Description of problem: Agent shutdown hangs because of one thread still alive Version-Release number of selected component (if applicable): 4.9 Additional info: Reported by community user https://community.jboss.org/message/837538 The agent seems to wait for a thread that's a scheduled executor: "pool-3-thread-1" prio=10 tid=0x00007fe78c4c0800 nid=0x192 waiting on condition [0x00007fe788126000] java.lang.Thread.State: TIMED_WAITING (parking) at sun.misc.Unsafe.park(Native Method) - parking to wait for <0x00000000e1309b98> (a java.util.concurrent.locks.AbstractQueuedSynchronizer$ConditionObject) at java.util.concurrent.locks.LockSupport.parkNanos(LockSupport.java:226) at java.util.concurrent.locks.AbstractQueuedSynchronizer$ConditionObject.awaitNanos(AbstractQueuedSynchronizer.java:2082) at java.util.concurrent.ScheduledThreadPoolExecutor$DelayedWorkQueue.take(ScheduledThreadPoolExecutor.java:1090) at java.util.concurrent.ScheduledThreadPoolExecutor$DelayedWorkQueue.take(ScheduledThreadPoolExecutor.java:807) at java.util.concurrent.ThreadPoolExecutor.getTask(ThreadPoolExecutor.java:1068) at java.util.concurrent.ThreadPoolExecutor.runWorker(ThreadPoolExecutor.java:1130) at java.util.concurrent.ThreadPoolExecutor$Worker.run(ThreadPoolExecutor.java:615) at java.lang.Thread.run(Thread.java:724) The scheduled executor is shut down in org.rhq.core.system.SigarAccessHandler#close: void close() { if (sharedSigar != null) { sharedSigarLock.lock(); try { sharedSigar.close(); sharedSigar = null; } finally { sharedSigarLock.unlock(); } } scheduledExecutorService.shutdownNow(); } The problem is org.rhq.core.system.SigarAccessHandler#close never gets called when the agent goes down.

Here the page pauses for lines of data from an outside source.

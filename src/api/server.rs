//! Server lifecycle: bind, serve, sweep idle sessions, shut down on
//! Ctrl-C.

use std::sync::Arc;
use std::time::Duration;

use tokio::net::TcpListener;

use super::router::build_router;
use crate::config::{Settings, APP_NAME, APP_VERSION};
use crate::extract::ollama::{OllamaClient, VisionClient};
use crate::ingest::staging;
use crate::state::AppState;

/// How often idle sessions are swept.
const SWEEP_INTERVAL: Duration = Duration::from_secs(5 * 60);

/// Vision calls can run for minutes on CPU-only machines.
const OLLAMA_TIMEOUT_SECS: u64 = 300;

/// Run the server until Ctrl-C.
pub async fn serve(settings: Settings) -> std::io::Result<()> {
    let client: Arc<dyn VisionClient> =
        Arc::new(OllamaClient::new(&settings.ollama_url, OLLAMA_TIMEOUT_SECS));
    check_model(client.clone(), settings.vision_model.clone()).await;

    let state = Arc::new(AppState::new(settings, client));
    std::fs::create_dir_all(&state.staging_dir)?;
    std::fs::create_dir_all(&state.exports_dir)?;

    tokio::spawn(sweep_loop(state.clone()));

    let listener = TcpListener::bind(state.settings.bind_addr).await?;
    tracing::info!(
        addr = %listener.local_addr()?,
        version = APP_VERSION,
        model = %state.settings.vision_model,
        "{APP_NAME} listening — open the address in a browser"
    );

    axum::serve(listener, build_router(state))
        .with_graceful_shutdown(shutdown_signal())
        .await
}

/// Startup probe: a missing model is only a warning — the user may pull
/// it while the server is already running.
async fn check_model(client: Arc<dyn VisionClient>, model: String) {
    let result = tokio::task::spawn_blocking(move || {
        let available = client.list_models()?;
        Ok::<_, crate::extract::ExtractError>(available.iter().any(|m| m.starts_with(&model)))
    })
    .await;

    match result {
        Ok(Ok(true)) => {}
        Ok(Ok(false)) => {
            tracing::warn!("Configured vision model is not pulled on the Ollama backend yet")
        }
        Ok(Err(e)) => tracing::warn!("Cannot reach Ollama at startup: {e}"),
        Err(e) => tracing::error!("Model probe panicked: {e}"),
    }
}

/// Periodically drop idle sessions and their staged files.
async fn sweep_loop(state: Arc<AppState>) {
    let mut interval = tokio::time::interval(SWEEP_INTERVAL);
    interval.tick().await; // first tick fires immediately
    loop {
        interval.tick().await;
        let expired = state.sessions().sweep_expired();
        if expired.is_empty() {
            continue;
        }
        tracing::info!(count = expired.len(), "Swept idle sessions");
        for session_id in expired {
            staging::remove_session_dir(&state.staging_dir, session_id);
        }
    }
}

async fn shutdown_signal() {
    if let Err(e) = tokio::signal::ctrl_c().await {
        tracing::error!("Cannot listen for shutdown signal: {e}");
        return;
    }
    tracing::info!("Shutting down");
}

Would be good to set the thread name. diff --git a/modules/core/native-system/src/main/java/org/rhq/core/system/SigarAccessHandler.java b/modules/core/native-system/src/main/java/org/rhq/core/system/SigarAccessHandle index a781641..ea8f018 100644 --- a/modules/core/native-system/src/main/java/org/rhq/core/system/SigarAccessHandler.java +++ b/modules/core/native-system/src/main/java/org/rhq/core/system/SigarAccessHandler.java @@ -29,6 +29,8 @@ import java.lang.reflect.Method; import java.util.concurrent.Executors; import java.util.concurrent.ScheduledExecutorService; +import java.util.concurrent.ThreadFactory; +import java.util.concurrent.atomic.AtomicInteger; import java.util.concurrent.locks.ReentrantLock; import org.apache.commons.logging.Log; @@ -70,6 +72,17 @@ private static final boolean THREAD_DUMP_ON_SIGAR_INSTANCES_THRESHOLD = Boolean .getBoolean("threadDumpOnlocalSigarInstancesWarningThreshold"); + private static final ThreadFactory threadFactory = new ThreadFactory() { + final AtomicInteger threadNumber = new AtomicInteger(1); + + @Override + public Thread newThread(Runnable r) { + Thread t = new Thread(r); + t.setName("sigar-" + threadNumber.getAndIncrement()); + return t; + } + }; + private final SigarFactory sigarFactory; private final ReentrantLock sharedSigarLock; private final ReentrantLock localSigarLock; @@ -85,7 +98,7 @@ this.sigarFactory = sigarFactory; sharedSigarLock = new ReentrantLock(); localSigarLock = new ReentrantLock(); - scheduledExecutorService = Executors.newSingleThreadScheduledExecutor(); + scheduledExecutorService = Executors.newSingleThreadScheduledExecutor(threadFactory); scheduledExecutorService.scheduleWithFixedDelay(new ThresholdChecker(), 1, 5, MINUTES); localSigarInstancesCount = 0; }
Fixed in master commit a9feadf7e8b1fbc5215dd7ba7e6cc4f1a4e78cc8 Author: Thomas Segismont <tsegismo> Date: Tue Sep 17 12:51:30 2013 +0200
Bulk closing of 4.10 issues. If an issue is not solved for you, please open a new BZ (or clone the existing one) with a version designator of 4.10.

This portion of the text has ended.